Background: Translocator protein 18 kDa (TSPO) is a promising target for the creation of effective and safe neuropsychotropic drugs. The ligands of TSPO exhibit anxiolytic, antidepressant, neuroprotective and other activities without the side effects of benzodiazepines. Methods: New TSPO ligands in the series of N,1-diphenylpyrrolo[1,2-a]pyrazine-3-carboxamides derivatives were designed using calculated pharmacophore model and molecular docking analysis. The synthesis of new compounds was carried out by two schemes using [3+3]-cycloaddition reaction of 2-azidoacrylic acid derivatives with pyrrolphenylketone as a key stage. The anxiolytic activity of new substances has been established using open field test with flash. Results: Several synthesized N,1-diphenylpyrrolo[1,2-a]pyrazine-3-carboxamides derivatives signif-icantly increased the total motor activity of Balb/c mice compared to the control. The structure-activity relationship was investigated. The most effective compound was found to be GML-11 (N-benzyl-N,1-diphenylpyrrolo[1,2-a]pyrazine-3-carboxamide), which had anxiolytic action in the dose range from 0.001 to 0.100 mg/kg (Balb/c, i.p.). This compound is two orders of magnitude higher in dose activity than all other pyrrolo[1,2-a]pyrazine TSPO ligands.

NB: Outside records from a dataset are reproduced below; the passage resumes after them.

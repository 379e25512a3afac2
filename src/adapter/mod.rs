//! Implementations of ports (hexagonal adapters).

pub mod notifier;
pub mod simulated;

pub use notifier::ChannelNotifier;
pub use simulated::SimulatedVenue;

Conclusion: Molecular modelling methods allowed us to create new TSPO ligands in the series of N,1-diphenylpyrrolo[1,2-a]pyrazine-3-carboxamides with high anxiolytic activity.

Automated summary

New TSPO ligands with high anxiolytic activity in the series of N,1-diphenylpyrrolo[1,2-a]pyrazine-3-carboxamides were successfully designed using calculated pharmacophore model and molecular docking analysis.